The oncogene MYC is one of the most commonly activated oncogenic proteins in human tumors, with nearly one-fourth of osteosarcoma showing MYC amplification and exhibiting the worst clinical outcomes. The clinical efficacy of single radiotherapy, chemotherapy, and immunotherapy for such osteosarcoma is poor, and the dysregulation of MYC amplification and immune-suppressive tumor microenvironment (TME) may be potential causes of anti-tumor failure. To address the above issues, we developed an injectable TME-responsive nanocomposite hydrogel to simultaneously deliver an effective MYC inhibitor (NHWD-870) and IL11Rα-targeted liposomes containing cisplatin-loaded MnO₂ (Cis/Mn@Lipo-IL11). After in situ administration, NHWD-870 effectively degrades MYC and downregulates CCL2 and IL13 cytokines to trigger M1 type activation of macrophages. Meanwhile, targeted delivery of Cis/Mn@Lipo-IL11 reacts with excess intratumoral GSH to generate Mn²⁺ and thus inducing excess active oxygen species (ROS) production through Fenton-like reaction, along with cisplatin, thereby inducing immunogenic cell death (ICD) to promote dendritic cell maturation.

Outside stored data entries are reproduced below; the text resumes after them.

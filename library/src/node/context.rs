use std::collections::HashMap;
use std::sync::Arc;

use super::{NodeFailure, NodeSpec};
use crate::backend::BackendBinding;
use crate::evaluation::{LoopContext, LoopReport};
use crate::model::{Options, ParameterPoint, Value};

/// Everything a node may read while evaluating one parameter point.
pub struct NodeContext<'a> {
    spec: &'a NodeSpec,
    point: &'a ParameterPoint,
    options: &'a Options,
    inputs: HashMap<&'a str, Arc<Value>>,
    backends: &'a HashMap<String, BackendBinding>,
    loop_context: Option<&'a LoopContext>,
    members: Option<&'a HashMap<String, Arc<Value>>>,
    loop_report: Option<&'a LoopReport>,
}

impl<'a> NodeContext<'a> {
    pub(crate) fn new(
        spec: &'a NodeSpec,
        point: &'a ParameterPoint,
        options: &'a Options,
        inputs: HashMap<&'a str, Arc<Value>>,
        backends: &'a HashMap<String, BackendBinding>,
    ) -> Self {
        Self {
            spec,
            point,
            options,
            inputs,
            backends,
            loop_context: None,
            members: None,
            loop_report: None,
        }
    }

    pub(crate) fn in_loop(mut self, loop_context: Option<&'a LoopContext>) -> Self {
        self.loop_context = loop_context;
        self
    }

    pub(crate) fn with_loop_results(
        mut self,
        members: &'a HashMap<String, Arc<Value>>,
        report: &'a LoopReport,
    ) -> Self {
        self.members = Some(members);
        self.loop_report = Some(report);
        self
    }

    pub fn spec(&self) -> &NodeSpec {
        self.spec
    }

    pub fn point(&self) -> &ParameterPoint {
        self.point
    }

    pub fn options(&self) -> &Options {
        self.options
    }

    /// A named parameter of the current point. Missing parameters are a configuration defect.
    pub fn param(&self, name: &str) -> Result<f64, NodeFailure> {
        self.point.get(name).ok_or_else(|| {
            NodeFailure::fatal(format!(
                "model `{}` has no parameter `{}`",
                self.point.model(),
                name
            ))
        })
    }

    /// The resolved value of a declared dependency.
    pub fn dependency(&self, capability: &str) -> Result<&Value, NodeFailure> {
        match self.inputs.get(capability) {
            Some(value) => Ok(value.as_ref()),
            None if self.spec.declares_dependency(capability) => Err(NodeFailure::fatal(format!(
                "dependency `{}` of `{}` is not active for model `{}`",
                capability,
                self.spec.full_name(),
                self.point.model()
            ))),
            None => Err(NodeFailure::fatal(format!(
                "`{}` reads undeclared dependency `{}`",
                self.spec.full_name(),
                capability
            ))),
        }
    }

    /// True if the dependency was activated for this run (model-conditional ones may not be).
    pub fn has_dependency(&self, capability: &str) -> bool {
        self.inputs.contains_key(capability)
    }

    /// A numeric dependency.
    pub fn number(&self, capability: &str) -> Result<f64, NodeFailure> {
        let value = self.dependency(capability)?;
        value.as_number().ok_or_else(|| {
            NodeFailure::fatal(format!(
                "`{}` expected a number from `{}`, got {}",
                self.spec.full_name(),
                capability,
                value.kind()
            ))
        })
    }

    /// The backend function bound to the requirement `group`.
    pub fn backend(&self, group: &str) -> Result<&BackendBinding, NodeFailure> {
        self.backends.get(group).ok_or_else(|| {
            NodeFailure::fatal(format!(
                "`{}` has no backend requirement `{}`",
                self.spec.full_name(),
                group
            ))
        })
    }

    pub fn loop_context(&self) -> Option<&LoopContext> {
        self.loop_context
    }

    /// Current 1-based loop iteration, for loop members.
    pub fn iteration(&self) -> Option<u32> {
        self.loop_context.map(LoopContext::iteration)
    }

    /// This loop's value of `capability` from the previous iteration.
    pub fn previous_iteration(&self, capability: &str) -> Option<&Value> {
        self.loop_context.and_then(|l| l.previous(capability))
    }

    /// A member's value from the final iteration. Only available to loop managers.
    pub fn member(&self, capability: &str) -> Result<&Value, NodeFailure> {
        let members = self.members.ok_or_else(|| {
            NodeFailure::fatal(format!(
                "`{}` is not a loop manager",
                self.spec.full_name()
            ))
        })?;
        members
            .get(capability)
            .map(|v| v.as_ref())
            .ok_or_else(|| {
                NodeFailure::fatal(format!(
                    "loop of `{}` has no member `{}`",
                    self.spec.full_name(),
                    capability
                ))
            })
    }

    /// How the managed loop ended. Only available to loop managers.
    pub fn loop_report(&self) -> Option<&LoopReport> {
        self.loop_report
    }
}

Through synergistic regulation of MYC and ICD levels, the immune microenvironment was reshaped to enhance immune infiltration. In the osteosarcoma-bearing model, the nanocomposite hydrogel significantly enhanced tumor T cell infiltration, induced effective anti-tumor immunity and attenuated lung metastasis. Therefore, our results reveal a powerful strategy for targeted combination therapy of MYC-amplified osteosarcoma.